▶ [WHAT IS REQUIRED]:
Report back the lines in this listing that carry the string "Serialize".

-=-=-=-=-

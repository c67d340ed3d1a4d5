// SPDX-License-Identifier: BUSL-1.1
// Copyright (c) 2026 Alfred Jean LLC

use fah_core::{
    CpuManufacturer, CpuType, GpuManufacturer, Info, OperatingSystemArchitecture,
    OperatingSystemType,
};

use crate::prelude::*;

#[test]
fn client_7_1_info_maps_every_section() {
    let info: Info = mapped("client-v7.1.43/info.txt");
    assert!(info.errors.is_empty(), "{:?}", info.errors);

    assert_eq!(info.client.website.as_deref(), Some("http://folding.stanford.edu/"));
    assert_eq!(info.build.svn_rev, Some(2908));
    assert_eq!(info.build.version.as_deref(), Some("7.1.43"));
    assert_eq!(info.build.bits, Some(32));
    assert_eq!(info.system.cpu_count, Some(4));
}

#[test]
fn client_7_1_info_reports_one_gpu() {
    let system = mapped::<Info>("client-v7.1.43/info.txt").system;
    assert_eq!(system.gpu_count, Some(1));
    assert_eq!(system.gpu_id(0), Some("NVIDIA:1 GT200 [GeForce GTX 260]"));
    assert_eq!(system.gpu_manufacturer(0), GpuManufacturer::Nvidia);
    assert_eq!(system.gpu_id(1), None);
    assert_eq!(system.gpu_manufacturer(1), GpuManufacturer::Unknown);
}

#[test]
fn client_7_1_info_derives_host_enums() {
    let system = mapped::<Info>("client-v7.1.43/info.txt").system;
    assert_eq!(system.cpu_type, CpuType::Core2);
    assert_eq!(system.cpu_manufacturer, CpuManufacturer::Intel);
    assert_eq!(system.operating_system_type, OperatingSystemType::WindowsXp);
    assert_eq!(system.operating_system_architecture, OperatingSystemArchitecture::X86);
    assert_eq!(system.memory_value, Some(4.0));
    assert_eq!(system.free_memory_value, Some(3.1));
    assert_eq!(system.has_battery, Some(false));
    assert_eq!(system.win32_service, Some(false));
}
// SPDX-License-Identifier: BUSL-1.1
// Copyright (c) 2026 Alfred Jean LLC

//! `simulation-info` message: progress of the unit running in one slot.

use std::sync::LazyLock;
use std::time::Duration;

use chrono::{DateTime, Utc};
use serde::Serialize;

use crate::mapping::convert;
use crate::{ConversionError, Mapped, PropertyTable};

/// Raw counters plus date/time views derived from the same keys.
///
/// Derived fields (`*_date_time`, `*_time_span`) are converted
/// independently: a bad raw value records one error for each view.
#[derive(Debug, Clone, Default, Serialize)]
pub struct SimulationInfo {
    pub user: Option<String>,
    pub team: Option<i32>,
    pub project: Option<i32>,
    pub run: Option<i32>,
    pub clone: Option<i32>,
    pub gen: Option<i32>,
    pub core_type: Option<i32>,
    pub core: Option<String>,
    pub description: Option<String>,
    pub total_iterations: Option<i32>,
    pub iterations_done: Option<i32>,
    pub energy: Option<i32>,
    pub temperature: Option<i32>,
    pub start_time: Option<String>,
    pub start_time_date_time: Option<DateTime<Utc>>,
    /// Unix seconds; zero when the unit has no timeout.
    pub timeout: Option<i64>,
    pub timeout_date_time: Option<DateTime<Utc>>,
    pub deadline: Option<i64>,
    pub deadline_date_time: Option<DateTime<Utc>>,
    /// Seconds the unit has been running.
    pub run_time: Option<i64>,
    pub run_time_time_span: Option<Duration>,
    pub simulation_time: Option<i64>,
    pub eta: Option<i64>,
    pub eta_time_span: Option<Duration>,
    pub news: Option<String>,
    pub slot: Option<i32>,
    pub errors: Vec<ConversionError>,
}

crate::message_object!(SimulationInfo);

impl SimulationInfo {
    /// Completed iterations as a percentage, when both counters are known.
    pub fn progress_percent(&self) -> Option<f64> {
        match (self.iterations_done, self.total_iterations) {
            (Some(done), Some(total)) if total > 0 => {
                Some((f64::from(done) * 100.0 / f64::from(total)).clamp(0.0, 100.0))
            }
            _ => None,
        }
    }

    /// Work unit coordinates, `P7610 (R630, C0, G59)`.
    pub fn project_label(&self) -> Option<String> {
        Some(format!(
            "P{} (R{}, C{}, G{})",
            self.project?, self.run?, self.clone?, self.gen?
        ))
    }
}

static SIMULATION_TABLE: LazyLock<PropertyTable<SimulationInfo>> = LazyLock::new(|| {
    PropertyTable::<SimulationInfo>::builder()
        .field("User", "user", convert::text, |s, v| s.user = Some(v))
        .field("Team", "team", convert::int32, |s, v| s.team = Some(v))
        .field("Project", "project", convert::int32, |s, v| s.project = Some(v))
        .field("Run", "run", convert::int32, |s, v| s.run = Some(v))
        .field("Clone", "clone", convert::int32, |s, v| s.clone = Some(v))
        .field("Gen", "gen", convert::int32, |s, v| s.gen = Some(v))
        .field("CoreType", "core_type", convert::int32, |s, v| s.core_type = Some(v))
        .field("Core", "core", convert::text, |s, v| s.core = Some(v))
        .field("Description", "description", convert::text, |s, v| s.description = Some(v))
        .field("TotalIterations", "total_iterations", convert::int32, |s, v| {
            s.total_iterations = Some(v)
        })
        .field("IterationsDone", "iterations_done", convert::int32, |s, v| {
            s.iterations_done = Some(v)
        })
        .field("Energy", "energy", convert::int32, |s, v| s.energy = Some(v))
        .field("Temperature", "temperature", convert::int32, |s, v| s.temperature = Some(v))
        .field("StartTime", "start_time", convert::text, |s, v| s.start_time = Some(v))
        .field("StartTimeDateTime", "start_time", convert::iso_time, |s, v| {
            s.start_time_date_time = v
        })
        .field("Timeout", "timeout", convert::int64, |s, v| s.timeout = Some(v))
        .field("TimeoutDateTime", "timeout", convert::unix_time, |s, v| s.timeout_date_time = v)
        .field("Deadline", "deadline", convert::int64, |s, v| s.deadline = Some(v))
        .field("DeadlineDateTime", "deadline", convert::unix_time, |s, v| {
            s.deadline_date_time = v
        })
        .field("RunTime", "run_time", convert::int64, |s, v| s.run_time = Some(v))
        .field("RunTimeTimeSpan", "run_time", convert::seconds, |s, v| {
            s.run_time_time_span = Some(v)
        })
        .field("SimulationTime", "simulation_time", convert::int64, |s, v| {
            s.simulation_time = Some(v)
        })
        .field("Eta", "eta", convert::int64, |s, v| s.eta = Some(v))
        .field("EtaTimeSpan", "eta", convert::seconds, |s, v| s.eta_time_span = Some(v))
        .field("News", "news", convert::text, |s, v| s.news = Some(v))
        .field("Slot", "slot", convert::int32, |s, v| s.slot = Some(v))
        .build()
});

impl Mapped for SimulationInfo {
    fn property_table() -> &'static PropertyTable<Self> {
        &SIMULATION_TABLE
    }
}

#[cfg(test)]
#[path = "simulation_tests.rs"]
mod tests;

-=-=-=-=-

▶ [RESPONSE AREA]:
use serde::Serialize;
#[derive(Debug, Clone, Default, Serialize)]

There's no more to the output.